Взрослая девушка и с ней подросток-пионерка в красном галстуке прошли вагоном, роздали хлеб, и по купе началась дележка подушных пайков. Они были скудны, эти первые пайки войны, но каплей и крохой они зачали веру, что пострадавшие не обречены на произвол, не брошены теми, кого люди зовут «своими». Именно эти «свои», взволнованно приготовившие раненым и беженцам встречу на неведомой станции, именно они заново пробудили доверие к жизни. И разве только прирожденному скептику пришло на ум, что поезд просто случаю обязан счастливою заботой станционного начальства, и этим скудным хлебом, и этой бедною водой. Жизнь тем и стоит, что верит в самое себя, хотя бы грозили отнять ее у человека.

— Евангельское чудо, больше ничего, — сказал толстяк-актер, с благоговейной улыбкой дожевывая свой паек.

— Ты, батюшка, помене точи лясы-то, — остановила его старуха. — Знай приличие…

— И верно, мать.
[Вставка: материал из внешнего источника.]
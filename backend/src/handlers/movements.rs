//! HTTP handlers for the stock movement log

use axum::{
    extract::{Query, State},
    Json,
};
use serde::Deserialize;
use uuid::Uuid;

use crate::error::AppResult;
use crate::middleware::CurrentUser;
use crate::services::movement::DEFAULT_MOVEMENT_LIMIT;
use crate::services::MovementService;
use crate::models::StockMovementWithDetails;
use crate::AppState;

#[derive(Debug, Deserialize)]
pub struct MovementsQuery {
    pub item_id: Option<Uuid>,
    /// `0` removes the cap; absent applies the default window.
    pub limit: Option<i64>,
}

/// List movements across all items, newest first
pub async fn list_movements(
    State(state): State<AppState>,
    _current_user: CurrentUser,
    Query(query): Query<MovementsQuery>,
) -> AppResult<Json<Vec<StockMovementWithDetails>>> {
    let limit = match query.limit {
        Some(n) if n <= 0 => None,
        Some(n) => Some(n),
        None => Some(DEFAULT_MOVEMENT_LIMIT),
    };

    let service = MovementService::new(state.db);
    let movements = service.list(query.item_id, limit).await?;
    Ok(Json(movements))
}
//! HTTP handlers for issued uniform records

use axum::{
    extract::{Path, State},
    Json,
};
use uuid::Uuid;

use crate::error::AppResult;
use crate::middleware::auth::ensure_admin;
use crate::middleware::CurrentUser;
use crate::services::issuance::{IssueUniformInput, UpdateIssuedRecordInput};
use crate::services::IssuanceService;
use crate::models::{IssuedRecord, IssuedRecordWithDetails};
use crate::AppState;

/// List issued records, newest first
pub async fn list_issued_records(
    State(state): State<AppState>,
    _current_user: CurrentUser,
) -> AppResult<Json<Vec<IssuedRecordWithDetails>>> {
    let service = IssuanceService::new(state.db, state.notifier.clone());
    let records = service.list_records().await?;
    Ok(Json(records))
}

/// Issue a uniform to a student
pub async fn issue_uniform(
    State(state): State<AppState>,
    current_user: CurrentUser,
    Json(input): Json<IssueUniformInput>,
) -> AppResult<Json<IssuedRecord>> {
    let service = IssuanceService::new(state.db, state.notifier.clone());
    let record = service.issue(Some(current_user.0.user_id), input).await?;
    Ok(Json(record))
}

/// Edit an issued record (admin only); quantity changes reconcile item stock
pub async fn update_issued_record(
    State(state): State<AppState>,
    current_user: CurrentUser,
    Path(record_id): Path<Uuid>,
    Json(input): Json<UpdateIssuedRecordInput>,
) -> AppResult<Json<IssuedRecord>> {
    ensure_admin(&current_user.0)?;
    let service = IssuanceService::new(state.db, state.notifier.clone());
    let record = service
        .update_record(Some(current_user.0.user_id), record_id, input)
        .await?;
    Ok(Json(record))
}

/// Delete an issued record (admin only); its quantity is restored to the item
pub async fn delete_issued_record(
    State(state): State<AppState>,
    current_user: CurrentUser,
    Path(record_id): Path<Uuid>,
) -> AppResult<Json<()>> {
    ensure_admin(&current_user.0)?;
    let service = IssuanceService::new(state.db, state.notifier.clone());
    service
        .delete_record(Some(current_user.0.user_id), record_id)
        .await?;
    Ok(Json(()))
}
//! Route definitions for the School Inventory Management Platform

use axum::{
    middleware,
    routing::{delete, get, post},
    Router,
};

use crate::{handlers, middleware::auth_middleware, AppState};

/// Create API routes
pub fn api_routes() -> Router<AppState> {
    Router::new()
        // Health check (public)
        .route("/health", get(handlers::health_check))
        // Auth routes (public)
        .nest("/auth", auth_routes())
        // Protected routes - stock ledger
        .nest("/stock", stock_routes())
        // Protected routes - stock categories
        .nest("/categories", category_routes())
        // Protected routes - stock movement log
        .nest("/movements", movement_routes())
        // Protected routes - activity log
        .nest("/activity", activity_routes())
        // Protected routes - uniform ledger
        .nest("/uniforms", uniform_routes())
        // Protected routes - issued uniform records
        .nest("/issuances", issuance_routes())
        // Protected routes - dashboard statistics
        .nest("/dashboard", dashboard_routes())
        // Protected routes - change-notification feed
        .nest("/subscribe", subscribe_routes())
}

/// Authentication routes (public)
fn auth_routes() -> Router<AppState> {
    Router::new()
        .route("/register", post(handlers::register))
        .route("/login", post(handlers::login))
        .route("/refresh", post(handlers::refresh))
}

/// Stock ledger routes (protected)
fn stock_routes() -> Router<AppState> {
    Router::new()
        .route(
            "/",
            get(handlers::list_stock_items).post(handlers::create_stock_item),
        )
        .route(
            "/:item_id",
            get(handlers::get_stock_item)
                .put(handlers::update_stock_item)
                .delete(handlers::delete_stock_item),
        )
        .route("/:item_id/issue", post(handlers::issue_stock_item))
        .route("/:item_id/return", post(handlers::return_stock_item))
        .route("/:item_id/movements", get(handlers::get_stock_item_movements))
        .route_layer(middleware::from_fn(auth_middleware))
}

/// Stock category routes (protected)
fn category_routes() -> Router<AppState> {
    Router::new()
        .route(
            "/",
            get(handlers::list_categories).post(handlers::create_category),
        )
        .route("/:category_id", delete(handlers::delete_category))
        .route_layer(middleware::from_fn(auth_middleware))
}

/// Stock movement log routes (protected)
fn movement_routes() -> Router<AppState> {
    Router::new()
        .route("/", get(handlers::list_movements))
        .route_layer(middleware::from_fn(auth_middleware))
}

/// Activity log routes (protected)
fn activity_routes() -> Router<AppState> {
    Router::new()
        .route("/", get(handlers::list_activity))
        .route_layer(middleware::from_fn(auth_middleware))
}

/// Uniform ledger routes (protected)
fn uniform_routes() -> Router<AppState> {
    Router::new()
        .route(
            "/",
            get(handlers::list_uniforms).post(handlers::create_uniform),
        )
        .route(
            "/categories",
            get(handlers::list_uniform_categories).post(handlers::create_uniform_category),
        )
        .route(
            "/categories/:category_id",
            delete(handlers::delete_uniform_category),
        )
        .route("/movements", get(handlers::list_uniform_movements))
        .route(
            "/:item_id",
            get(handlers::get_uniform)
                .put(handlers::update_uniform)
                .delete(handlers::delete_uniform),
        )
        .route_layer(middleware::from_fn(auth_middleware))
}

/// Issued uniform record routes (protected)
fn issuance_routes() -> Router<AppState> {
    Router::new()
        .route(
            "/",
            get(handlers::list_issued_records).post(handlers::issue_uniform),
        )
        .route(
            "/:record_id",
            axum::routing::put(handlers::update_issued_record)
                .delete(handlers::delete_issued_record),
        )
        .route_layer(middleware::from_fn(auth_middleware))
}

/// Dashboard routes (protected)
fn dashboard_routes() -> Router<AppState> {
    Router::new()
        .route("/stats", get(handlers::get_dashboard_stats))
        .route_layer(middleware::from_fn(auth_middleware))
}

/// Change-notification feed routes (protected)
fn subscribe_routes() -> Router<AppState> {
    Router::new()
        .route("/:collection", get(handlers::subscribe_changes))
        .route_layer(middleware::from_fn(auth_middleware))
}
Поужинали, давай поспим, — предложил он.

— Тьфу тебе, старый! — отмахнулась она, загораживая от него и привлекая к себе свою внучку.

Мало было снов, как мало сна недолгой ночью и бесконечными июньскими сумерками заката и восхода над равниной Полесья. Земля не отдохнула, лежала мутной как в похмелье, накрытая душными туманами болот, редких полей, непроглядного леса.

Сказка промелькнула и не повторялась. На одних станциях встречало поезд глухое безлюдие, на других — растерянная суета. Все в вагоне вспоминали поутру, что исполнились сутки, как Брест проснулся в войне. Уже известно стало, что не один Брест подвергся внезапному нападению, — назывались город за городом, которые бомбил немец. Но это были слухи, никто толком не знал, верны ль они. Говорили, что война идет по всей границе, с юга до севера. Но и это не принималось за достоверное. Почти дословно на станциях повторялся эпический ответ железнодорожника-украинца, когда его спросили — что говорит наше радио:

— Наших мы увесь день и не чулы. Нимець марши грае. Та Гитлер гавкае.

Ничего не менялось в томительной дороге. Надежды оживали перед каждой остановкой и, неисполненные, оставались позади. Испытания неизвестностью, голодом, тоскою и болями состязались одно с другим, росли от перегона к перегону, пока вечером поезд не дотащился до Пинска — большого города, породившего в людях, задолго до прибытия, большие ожидания.

3

На разъездах безмолвно стояли вагоны — разрозненные либо сцепленные в короткие составы. Вокзал бурлил народом, но в бурлении не было и тени той возбужденно-нетерпеливой отрады приездов и отъездов, которой обычно полны вокзалы. В гуле сдерживаемых голосов таилась настороженность, будто все друг в друге видели тревогу и всякий пытался ее скрыть, как больной, которому страшно признаться, что у него жар.